Uitspraak
zitting houdende op Curaçao,
Raad van Beroep voor Belastingzaken (Nederlandse Antillen en Aruba)
In deze zaak, behandeld door de Raad van Beroep voor Belastingzaken op 21 februari 2008, staat de vraag centraal of de financiële problemen van de belanghebbende een reden vormen om de opgelegde aanslag inkomstenbelasting 2002 te verminderen. De belanghebbende, een ondernemer, had in februari 2004 een aanslag inkomstenbelasting opgelegd gekregen, waartegen hij bezwaar aantekende. De Inspecteur handhaafde de aanslag in augustus 2006, waarna de belanghebbende in september 2006 beroep instelde. Tijdens de zitting in oktober 2007 was de belanghebbende niet aanwezig, terwijl de Inspecteur vertegenwoordigd was door [A].
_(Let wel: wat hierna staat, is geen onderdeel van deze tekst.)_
use std::io;

/// HTTP method of a [`HttpRequest`].
#[derive(Debug, Clone, Copy, PartialEq, Eq)]
pub enum Method {
    /// Reads a resource, with parameters in the query string.
    Get,
    /// Submits a payload in the request body.
    Post,
}

/// A single request for a [`HttpTransport`] to carry out.
#[derive(Debug, Clone, PartialEq, Eq)]
pub struct HttpRequest {
    /// The HTTP method.
    pub method: Method,
    /// The absolute URL, query string included.
    pub url: String,
    /// The request body, present on [`Method::Post`].
    pub body: Option<String>,
}

/// The outcome of a carried-out [`HttpRequest`], whatever its status.
#[derive(Debug, Clone, PartialEq, Eq)]
pub struct HttpResponse {
    /// The HTTP status code.
    pub status: u16,
    /// The response body as text.
    pub body: String,
}

/// Carries out HTTP exchanges on behalf of a [`Connection`].
///
/// A transport reports every completed exchange as [`Ok`], failure statuses included. Mapping
/// statuses onto the error taxonomy belongs to the [`Connection`]. Only problems that keep an
/// exchange from completing at all, e.g. an unreachable server or a timeout, surface as [`Err`].
///
/// [`Connection`]: crate::connection::Connection
pub trait HttpTransport {
    /// Carries out a single exchange, returning the response regardless of its status code.
    fn send(&self, request: &HttpRequest) -> io::Result<HttpResponse>;
}

/// The bundled [`HttpTransport`].
///
/// # Example
/// ```
/// use solr::{ClientError, Connection, UreqTransport};
///
/// fn main() -> Result<(), ClientError> {
///     let connection = Connection::with_transport("http://localhost:8983/solr", UreqTransport::new())?;
///     Ok(())
/// }
/// ```
#[derive(Debug)]
pub struct UreqTransport {
    agent: ureq::Agent,
}

impl UreqTransport {
    /// Returns a transport with its own agent. The agent hands failure statuses back as
    /// responses instead of treating them as errors.
    pub fn new() -> Self {
        let agent = ureq::Agent::config_builder()
            .http_status_as_error(false)
            .build()
            .new_agent();

        Self { agent }
    }
}

impl Default for UreqTransport {
    fn default() -> Self {
        Self::new()
    }
}

impl HttpTransport for UreqTransport {
    fn send(&self, request: &HttpRequest) -> io::Result<HttpResponse> {
        let mut response = match request.method {
            Method::Get => self.agent.get(&request.url).call(),
            Method::Post => self
                .agent
                .post(&request.url)
                .content_type("text/xml; charset=utf-8")
                .send(request.body.as_deref().unwrap_or("").as_bytes()),
        }
        .map_err(io::Error::other)?;

        let status = response.status().as_u16();
        let body = response.body_mut().read_to_string().map_err(io::Error::other)?;

        Ok(HttpResponse { status, body })
    }
}

#[cfg(test)]
mod tests {
    use super::*;

    #[test]
    fn test_transport_formats_as_debug() {
        let transport = UreqTransport::new();
        let _ = format!("{:?}", transport);
    }

    #[test]
    fn test_default_transport_matches_new() {
        let _ = UreqTransport::default();
    }

    #[test]
    fn test_request_to_unreachable_server_fails() {
        let transport = UreqTransport::new();
        let request = HttpRequest {
            method: Method::Get,
            url: "http://localhost:1".to_owned(),
            body: None,
        };

        let _ = transport.send(&request).expect_err("Operation must fail");
    }
}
De Raad heeft vastgesteld dat de belanghebbende in 2002 winst heeft gemaakt, wat leidde tot belasting- en premieplicht. De belanghebbende had aangifte gedaan van een belastbaar inkomen van Naf. 31.560, wat resulteerde in een aanslag van Naf. 3.950 aan inkomstenbelasting, Naf. 2.777 aan AOV en Naf. 631 aan AVBZ. De kern van het geschil is of de financiële problemen van de belanghebbende de aanslag kunnen verminderen. De Inspecteur stelde dat de aanslag correct was en dat de belanghebbende bij betalingsproblemen een betalingsregeling moest treffen.
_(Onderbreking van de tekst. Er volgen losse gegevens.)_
//! Centralized threshold conventions for KPI classification.
//!
//! The source dashboards disagree on band cutoffs (80/60 for 0-100 scored
//! metrics, 100/70 for coverage metrics, per-metric custom bands elsewhere),
//! so thresholds are always a parameter of `classify` — nothing in this
//! workspace hard-codes one convention. The named constants below cover the
//! two schemes every boardroom view uses.

use serde::Serialize;

/// Classification band cutoffs, in ratio-percent points.
///
/// `ratio >= ok_at` is `Ok`, `ratio >= warn_at` is `Warning`, anything
/// below is `Critical`. Boundaries are inclusive into the better band.
#[derive(Clone, Copy, Debug, PartialEq, Eq, Serialize)]
pub struct Thresholds {
    pub ok_at: i64,
    pub warn_at: i64,
}

impl Thresholds {
    /// Convention for 0-100 scored metrics (readiness scores, audit grades).
    pub const SCORED: Thresholds = Thresholds {
        ok_at: 80,
        warn_at: 60,
    };

    /// Convention for required/actual coverage metrics (staffing, court
    /// hours, license counts): full coverage is the bar.
    pub const COVERAGE: Thresholds = Thresholds {
        ok_at: 100,
        warn_at: 70,
    };

    pub fn new(ok_at: i64, warn_at: i64) -> Self {
        Self { ok_at, warn_at }
    }
}

/// Days without an audit before an operations dashboard flags a record.
pub const STALE_DAYS_OPERATIONS: i64 = 5;

/// Days without an audit before a board pack flags a record.
pub const STALE_DAYS_BOARD: i64 = 14;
De Raad oordeelde dat de belanghebbende niet had betwist dat de aanslag naar het juiste inkomen was vastgesteld. De stelling dat de belastingdruk te zwaar was, deed niets af aan de juistheid van de aanslag. De Raad benadrukte dat het niet aan hen was om de billijkheid van de wet te beoordelen. De invordering van de aanslagen is opgedragen aan de Ontvanger, die bevoegd is om betalingsregelingen te treffen, maar dit valt buiten de beoordeling van de Raad. Uiteindelijk verklaarde de Raad het beroep ongegrond.